AlphaMail takes a unique approach to providing a Web-based IMAP client.

AlphaMail is a high-performance, feature-rich, open-source Web mail system created at the University of Oregon. The interface includes message snippets in indexes, UTF8 composition and numerous viewers for attachments (such as image icon preview and file listings from tarballs). It also tries to strike a balance between desirable features and too much interface noise. It was created to address several problems that exist with other open-source and commercial Web mail systems.

Performance

The first concern AlphaMail addresses is performance. Almost all Web mail systems (such as Horde's IMP Web mail Client and SquirrelMail) use IMAP from within the Web server, which is incapable of persisting an IMAP session.

The IMAP protocol is designed to optimize access through persistent access, so this is an inherent and recognized problem. The problem is usually mitigated with an IMAP proxy that maintains a persistent connection. The problems with this solution are multifaceted.

One problem is that the code in the Web mail client itself cannot depend on the state of the IMAP connection and must repeat commands as if each mouse click were a new IMAP session. This is a problem, because the sequence of required events for a new session in the IMAP protocol include authenticating and selecting the desired folder. The benchmarks of several IMAP servers indicate that the repetition of the folder selection command, even if the folder is already authenticated and selected (that is, through a proxy), can cause significant extra server load.

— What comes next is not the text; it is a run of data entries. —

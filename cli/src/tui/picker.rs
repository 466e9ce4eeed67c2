use std::path::{Path, PathBuf};

use crossterm::event::{KeyCode, KeyEvent};

#[derive(Debug, Clone, PartialEq, Eq)]
pub struct PickerEntry {
    pub name: String,
    pub path: PathBuf,
    pub is_dir: bool,
}

#[derive(Debug, Clone, PartialEq, Eq)]
pub enum PickerOutcome {
    None,
    Selected(PathBuf),
}

/// Directory browser that only offers files with one of `extensions`.
#[derive(Debug, Clone)]
pub struct FilePicker {
    pub current_dir: PathBuf,
    pub entries: Vec<PickerEntry>,
    pub selected: usize,
    pub extensions: Vec<String>,
    pub error: Option<String>,
}

impl FilePicker {
    pub fn new(dir: impl Into<PathBuf>, extensions: &[&str]) -> Self {
        let mut picker = Self {
            current_dir: dir.into(),
            entries: Vec::new(),
            selected: 0,
            extensions: extensions
                .iter()
                .map(|e| e.trim_start_matches('.').to_ascii_lowercase())
                .collect(),
            error: None,
        };
        let dir = picker.current_dir.clone();
        picker.open(&dir);
        picker
    }

    pub fn handle_key(&mut self, key: KeyEvent) -> PickerOutcome {
        match key.code {
            KeyCode::Up | KeyCode::Char('k') => {
                self.selected = self.selected.saturating_sub(1);
            }
            KeyCode::Down | KeyCode::Char('j') => {
                if self.selected + 1 < self.entries.len() {
                    self.selected += 1;
                }
            }
            KeyCode::Home | KeyCode::Char('g') => self.selected = 0,
            KeyCode::End | KeyCode::Char('G') => {
                self.selected = self.entries.len().saturating_sub(1);
            }
            KeyCode::Enter | KeyCode::Right | KeyCode::Char('l') => {
                let Some(entry) = self.entries.get(self.selected).cloned() else {
                    return PickerOutcome::None;
                };
                if entry.is_dir {
                    self.open(&entry.path);
                } else {
                    tracing::debug!(path = %entry.path.display(), "file selected");
                    return PickerOutcome::Selected(entry.path);
                }
            }
            KeyCode::Backspace | KeyCode::Left | KeyCode::Char('h') => {
                if let Some(parent) = self.current_dir.parent().map(Path::to_path_buf) {
                    self.open(&parent);
                }
            }
            _ => {}
        }
        PickerOutcome::None
    }

    /// List `dir`. On failure the previous listing is kept and the error shown inline.
    fn open(&mut self, dir: &Path) {
        match self.list(dir) {
            Ok(entries) => {
                self.current_dir = dir.to_path_buf();
                self.entries = entries;
                self.selected = 0;
                self.error = None;
            }
            Err(e) => {
                tracing::warn!(dir = %dir.display(), error = %e, "cannot list directory");
                self.error = Some(format!("{}: {e}", dir.display()));
            }
        }
    }

    fn list(&self, dir: &Path) -> std::io::Result<Vec<PickerEntry>> {
        let mut entries = Vec::new();
        for item in std::fs::read_dir(dir)? {
            let item = item?;
            let name = item.file_name().to_string_lossy().to_string();
            if name.starts_with('.') {
                continue;
            }
            let path = item.path();
            let is_dir = path.is_dir();
            if !is_dir && !self.accepts(&path) {
                continue;
            }
            entries.push(PickerEntry { name, path, is_dir });
        }
        entries.sort_by(|a, b| {
            b.is_dir
                .cmp(&a.is_dir)
                .then_with(|| a.name.to_lowercase().cmp(&b.name.to_lowercase()))
        });
        Ok(entries)
    }

    fn accepts(&self, path: &Path) -> bool {
        path.extension()
            .map(|ext| ext.to_string_lossy().to_ascii_lowercase())
            .is_some_and(|ext| self.extensions.iter().any(|allowed| *allowed == ext))
    }
}
mod load;
mod types;

pub use load::{
    config_exists, config_path, get_config_dir, load_default, load_from, logging_from_env,
    save_to,
};
pub use types::{
    LoggingConfig, SignerConfig, DEFAULT_EMPLOYEE_NAME, DEFAULT_MANAGER_NAME,
    SIGNATURE_PLACEHOLDER,
};
#[allow(clippy::module_inception)]
pub mod error;
pub mod sign;

pub use error::{CliError, ConfigError, ErrorKind};
pub use sign::{EngineError, SignError};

These inefficiencies could be addressed through improvements in the IMAP server and proxy algorithms, but another problem is intractable: a proxy cannot improve the protocol. The fact that the Web mail client is using IMAP forces it to behave as a complete standalone client. If the developers want to add a complex feature, such as conversation views (à la Google mail), which requires complex message cross-referencing across several folders, the protocol itself becomes a major impediment.

AlphaMail solves these problems by including a middleware layer that uses a simplified and extensible protocol for the Web application and is responsible for optimizing access to the mail servers. The protocol supports highly specialized commands that allow the Web code to ask for the information needed for a page directly, without having to make any assumptions about the state of the IMAP connection.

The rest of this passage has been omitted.